Au-delà des boosters et des doomers : vers une IA de sens

Depuis quelques années, l’intelligence artificielle ne laisse personne indifférent.

J’en sais quelque chose. Disons que les discussions dans les chaumières s’échauffent de plus en plus. C’est presque devenu un plaisir coupable d’utiliser ChatGPT pour certains. Et une fierté pour d’autres (sous-entendre : je suis de mon temps).

Il ne faut surtout pas croire que faire des recherches avec l’IAG fait de nous un utilisateur aguerri. Encore moins un expert en IA.
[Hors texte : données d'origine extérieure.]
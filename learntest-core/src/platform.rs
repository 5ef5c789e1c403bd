//! Comparison Platforms
//!
//! Reference results are stored per platform because floating point output
//! and some text layouts differ between compilers and operating systems.

use serde::{Deserialize, Serialize};
use std::fmt;
use std::str::FromStr;

/// Closed set of platforms that may own a reference result tree
#[derive(Debug, Clone, Copy, PartialEq, Eq, PartialOrd, Ord, Hash, Serialize, Deserialize)]
#[serde(rename_all = "kebab-case")]
pub enum Platform {
    /// Linux with GCC
    LinuxGcc,
    /// Windows with MSVC
    WindowsMsvc,
    /// macOS with Clang
    MacosClang,
}

impl Platform {
    /// All supported platforms, in reference lookup order
    pub const ALL: [Platform; 3] = [
        Platform::LinuxGcc,
        Platform::WindowsMsvc,
        Platform::MacosClang,
    ];

    /// Platform this binary was compiled for
    pub fn current() -> Self {
        if cfg!(target_os = "windows") {
            Platform::WindowsMsvc
        } else if cfg!(target_os = "macos") {
            Platform::MacosClang
        } else {
            Platform::LinuxGcc
        }
    }

    /// Stable identifier used in settings and reference directory names
    pub fn id(self) -> &'static str {
        match self {
            Platform::LinuxGcc => "linux-gcc",
            Platform::WindowsMsvc => "windows-msvc",
            Platform::MacosClang => "macos-clang",
        }
    }

    /// Comma separated list of accepted identifiers, for diagnostics
    pub fn supported_ids() -> String {
        Self::ALL
            .iter()
            .map(|p| p.id())
            .collect::<Vec<_>>()
            .join(", ")
    }
}

impl fmt::Display for Platform {
    fn fmt(&self, f: &mut fmt::Formatter<'_>) -> fmt::Result {
        f.write_str(self.id())
    }
}

impl FromStr for Platform {
    type Err = String;

    fn from_str(s: &str) -> Result<Self, Self::Err> {
        // Operating system names are what older corpora used for their trees
        match s.trim().to_lowercase().as_str() {
            "linux-gcc" | "linux" => Ok(Platform::LinuxGcc),
            "windows-msvc" | "windows" => Ok(Platform::WindowsMsvc),
            "macos-clang" | "macos" | "darwin" => Ok(Platform::MacosClang),
            other => Err(format!(
                "unknown platform '{}' (expected one of: {})",
                other,
                Platform::supported_ids()
            )),
        }
    }
}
Mais force est de constater que le monde se polarise autour de l’IA et l’avenir.

D’un côté, les « boosters » célèbrent une révolution technologique capable d’automatiser le travail intellectuel, d’accélérer l’innovation et de transformer l’économie mondiale à une vitesse sans précédent.

Ils en redemandent et s’excitent à chaque itération de la dernière version « améliorée ».

De l’autre, les « doomers » alertent sur les risques : perte d’emplois, manipulation algorithmique, dépendance cognitive, concentration du pouvoir, impacts écologiques et affaiblissement démocratique.

Ils voient l’envers de la médaille et endossent le rôle de « party pooper ».

Le problème, c’est que cette polarisation finit souvent par réduire le débat à un affrontement caricatural :

  • optimistes contre pessimistes,
  • progressistes contre technophobes,
  • innovateurs contre résistants.

Pourtant, la réalité devient beaucoup plus complexe.

Et surtout beaucoup plus humaine.

C’est ici que mon billet va s’attarder. Question peut-être de contribuer à ma façon à la réflexion nécessaire.

Une fracture qui dépasse la technologie

L’élargissement du chœur des « Doomers » : une prise de conscience globale

Ce qui frappe aujourd’hui, c’est que les inquiétudes autour de l’IA ne viennent plus uniquement de militants marginaux ou de critiques technophobes. Elles proviennent des sommets de la recherche, de la société civile et de la spiritualité.

Des chercheurs comme Yoshua Bengio, des penseurs comme Yuval Noah Harari, des spécialistes de l’attention numérique comme Tristan Harris ou encore des voix spirituelles et environnementales soulèvent désormais des questions profondes sur notre rapport collectif à la technologie.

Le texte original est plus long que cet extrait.